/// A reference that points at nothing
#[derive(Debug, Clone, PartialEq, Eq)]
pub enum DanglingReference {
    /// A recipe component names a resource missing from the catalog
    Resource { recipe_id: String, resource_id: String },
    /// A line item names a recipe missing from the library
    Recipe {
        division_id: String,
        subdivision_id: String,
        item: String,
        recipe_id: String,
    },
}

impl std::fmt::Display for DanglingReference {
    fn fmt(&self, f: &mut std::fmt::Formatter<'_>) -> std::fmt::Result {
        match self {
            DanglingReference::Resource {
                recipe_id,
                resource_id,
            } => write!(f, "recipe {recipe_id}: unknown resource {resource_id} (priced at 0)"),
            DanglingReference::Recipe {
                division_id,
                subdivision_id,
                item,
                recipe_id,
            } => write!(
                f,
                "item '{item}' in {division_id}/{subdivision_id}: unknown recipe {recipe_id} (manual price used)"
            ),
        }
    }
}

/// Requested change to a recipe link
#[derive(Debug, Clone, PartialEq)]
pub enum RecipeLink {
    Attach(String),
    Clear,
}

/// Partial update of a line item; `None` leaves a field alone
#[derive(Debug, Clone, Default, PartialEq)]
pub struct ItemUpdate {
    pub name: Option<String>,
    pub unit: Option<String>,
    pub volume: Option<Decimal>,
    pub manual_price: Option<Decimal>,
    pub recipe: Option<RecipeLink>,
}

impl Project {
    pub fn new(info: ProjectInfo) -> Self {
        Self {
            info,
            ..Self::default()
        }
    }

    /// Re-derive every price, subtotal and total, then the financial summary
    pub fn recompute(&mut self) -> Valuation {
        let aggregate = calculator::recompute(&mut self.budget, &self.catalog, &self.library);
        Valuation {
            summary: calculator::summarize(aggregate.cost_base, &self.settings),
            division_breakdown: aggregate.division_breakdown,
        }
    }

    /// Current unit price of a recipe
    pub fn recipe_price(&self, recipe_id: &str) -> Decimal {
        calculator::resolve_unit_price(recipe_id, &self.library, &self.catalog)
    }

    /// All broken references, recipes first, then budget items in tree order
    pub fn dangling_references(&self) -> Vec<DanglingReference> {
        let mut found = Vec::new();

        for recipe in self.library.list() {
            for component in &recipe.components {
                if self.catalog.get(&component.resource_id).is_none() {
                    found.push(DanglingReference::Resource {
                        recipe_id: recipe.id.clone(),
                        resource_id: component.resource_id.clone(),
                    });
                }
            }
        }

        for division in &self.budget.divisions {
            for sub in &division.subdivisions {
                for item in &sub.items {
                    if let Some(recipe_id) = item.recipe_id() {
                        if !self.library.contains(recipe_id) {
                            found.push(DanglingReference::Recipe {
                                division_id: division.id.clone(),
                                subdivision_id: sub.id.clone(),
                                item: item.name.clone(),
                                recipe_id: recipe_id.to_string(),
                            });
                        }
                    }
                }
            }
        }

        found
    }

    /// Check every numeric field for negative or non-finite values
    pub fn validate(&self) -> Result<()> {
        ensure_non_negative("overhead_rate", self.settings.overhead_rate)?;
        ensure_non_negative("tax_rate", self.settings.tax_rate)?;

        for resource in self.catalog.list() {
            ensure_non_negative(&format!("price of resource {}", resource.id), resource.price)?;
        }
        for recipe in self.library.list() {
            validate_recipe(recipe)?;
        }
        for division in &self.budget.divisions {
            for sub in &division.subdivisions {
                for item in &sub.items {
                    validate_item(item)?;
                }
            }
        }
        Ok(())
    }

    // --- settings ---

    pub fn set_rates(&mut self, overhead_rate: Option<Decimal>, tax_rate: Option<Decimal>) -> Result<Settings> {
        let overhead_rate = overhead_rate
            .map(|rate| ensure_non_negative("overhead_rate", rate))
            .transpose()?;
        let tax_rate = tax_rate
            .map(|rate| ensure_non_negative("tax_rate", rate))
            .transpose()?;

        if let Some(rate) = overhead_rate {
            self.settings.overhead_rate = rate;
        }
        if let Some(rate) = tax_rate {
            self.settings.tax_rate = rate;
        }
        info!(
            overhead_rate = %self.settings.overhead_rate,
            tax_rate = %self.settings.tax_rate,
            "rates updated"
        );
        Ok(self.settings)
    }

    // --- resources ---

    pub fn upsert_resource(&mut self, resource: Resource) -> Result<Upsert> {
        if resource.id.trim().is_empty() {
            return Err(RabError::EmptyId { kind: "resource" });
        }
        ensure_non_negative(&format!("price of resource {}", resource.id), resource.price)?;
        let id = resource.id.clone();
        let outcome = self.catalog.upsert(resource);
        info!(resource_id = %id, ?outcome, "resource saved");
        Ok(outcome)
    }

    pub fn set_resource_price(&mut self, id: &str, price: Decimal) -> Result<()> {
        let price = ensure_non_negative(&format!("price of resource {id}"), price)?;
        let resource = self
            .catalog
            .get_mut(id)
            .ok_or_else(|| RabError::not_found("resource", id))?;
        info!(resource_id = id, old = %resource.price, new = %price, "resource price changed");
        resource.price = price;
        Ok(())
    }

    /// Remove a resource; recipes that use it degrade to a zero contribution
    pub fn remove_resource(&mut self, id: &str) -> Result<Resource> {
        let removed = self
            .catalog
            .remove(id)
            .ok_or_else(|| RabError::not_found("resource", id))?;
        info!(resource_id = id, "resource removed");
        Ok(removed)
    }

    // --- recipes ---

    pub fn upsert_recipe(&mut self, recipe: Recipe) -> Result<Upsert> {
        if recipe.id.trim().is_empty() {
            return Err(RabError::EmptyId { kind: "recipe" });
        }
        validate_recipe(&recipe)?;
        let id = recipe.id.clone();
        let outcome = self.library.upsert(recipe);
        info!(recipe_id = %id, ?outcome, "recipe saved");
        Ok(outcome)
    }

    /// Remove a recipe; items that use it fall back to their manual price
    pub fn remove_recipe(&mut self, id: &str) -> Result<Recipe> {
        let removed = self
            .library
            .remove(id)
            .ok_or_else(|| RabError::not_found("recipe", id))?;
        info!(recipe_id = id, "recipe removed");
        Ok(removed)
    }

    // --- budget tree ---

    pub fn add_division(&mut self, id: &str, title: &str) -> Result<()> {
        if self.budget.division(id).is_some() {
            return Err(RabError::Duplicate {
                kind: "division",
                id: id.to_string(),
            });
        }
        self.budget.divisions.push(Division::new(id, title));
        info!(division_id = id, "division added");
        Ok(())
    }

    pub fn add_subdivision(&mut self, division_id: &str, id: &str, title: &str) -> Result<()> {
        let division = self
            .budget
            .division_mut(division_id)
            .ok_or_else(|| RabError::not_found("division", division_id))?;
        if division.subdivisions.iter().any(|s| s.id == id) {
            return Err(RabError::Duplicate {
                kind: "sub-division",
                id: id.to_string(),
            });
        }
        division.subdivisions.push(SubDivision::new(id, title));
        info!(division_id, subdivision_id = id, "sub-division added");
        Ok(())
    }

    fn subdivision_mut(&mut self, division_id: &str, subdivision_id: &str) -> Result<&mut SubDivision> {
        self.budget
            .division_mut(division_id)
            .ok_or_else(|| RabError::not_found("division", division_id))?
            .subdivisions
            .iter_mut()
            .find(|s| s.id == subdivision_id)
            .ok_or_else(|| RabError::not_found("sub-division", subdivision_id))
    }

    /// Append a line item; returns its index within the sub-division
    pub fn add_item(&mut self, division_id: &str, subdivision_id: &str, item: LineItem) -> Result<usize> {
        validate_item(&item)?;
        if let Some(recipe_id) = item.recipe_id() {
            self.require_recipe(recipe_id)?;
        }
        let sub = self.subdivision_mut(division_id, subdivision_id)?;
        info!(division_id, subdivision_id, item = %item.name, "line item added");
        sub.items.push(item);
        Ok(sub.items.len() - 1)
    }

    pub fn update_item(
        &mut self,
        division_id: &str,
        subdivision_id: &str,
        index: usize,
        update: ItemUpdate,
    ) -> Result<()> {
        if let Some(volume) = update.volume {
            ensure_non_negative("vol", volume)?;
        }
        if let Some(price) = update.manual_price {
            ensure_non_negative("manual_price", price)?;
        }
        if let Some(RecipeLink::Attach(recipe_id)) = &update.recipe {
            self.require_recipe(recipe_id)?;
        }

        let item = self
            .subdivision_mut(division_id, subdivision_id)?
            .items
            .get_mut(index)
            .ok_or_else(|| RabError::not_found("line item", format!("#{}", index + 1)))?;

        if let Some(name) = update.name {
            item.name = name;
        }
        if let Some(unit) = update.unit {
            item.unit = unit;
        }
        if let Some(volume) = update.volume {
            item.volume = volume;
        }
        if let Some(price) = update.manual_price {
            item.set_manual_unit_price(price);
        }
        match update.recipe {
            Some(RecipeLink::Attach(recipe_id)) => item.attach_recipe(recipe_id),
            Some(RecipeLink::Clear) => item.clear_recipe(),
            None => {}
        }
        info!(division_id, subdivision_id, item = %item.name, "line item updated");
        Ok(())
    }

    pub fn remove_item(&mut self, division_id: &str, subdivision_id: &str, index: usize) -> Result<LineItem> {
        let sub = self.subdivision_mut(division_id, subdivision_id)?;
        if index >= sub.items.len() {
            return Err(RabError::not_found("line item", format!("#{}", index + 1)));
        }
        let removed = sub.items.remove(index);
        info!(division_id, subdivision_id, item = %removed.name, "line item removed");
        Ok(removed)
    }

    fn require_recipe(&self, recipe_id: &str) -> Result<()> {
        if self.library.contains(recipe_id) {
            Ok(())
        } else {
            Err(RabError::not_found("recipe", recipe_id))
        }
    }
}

> _Required work_
In the entries above, find each line with "PartialEq" and copy it.

> _Answer for the task_
#[derive(Debug, Clone, PartialEq, Eq)]
#[derive(Debug, Clone, PartialEq)]
#[derive(Debug, Clone, Default, PartialEq)]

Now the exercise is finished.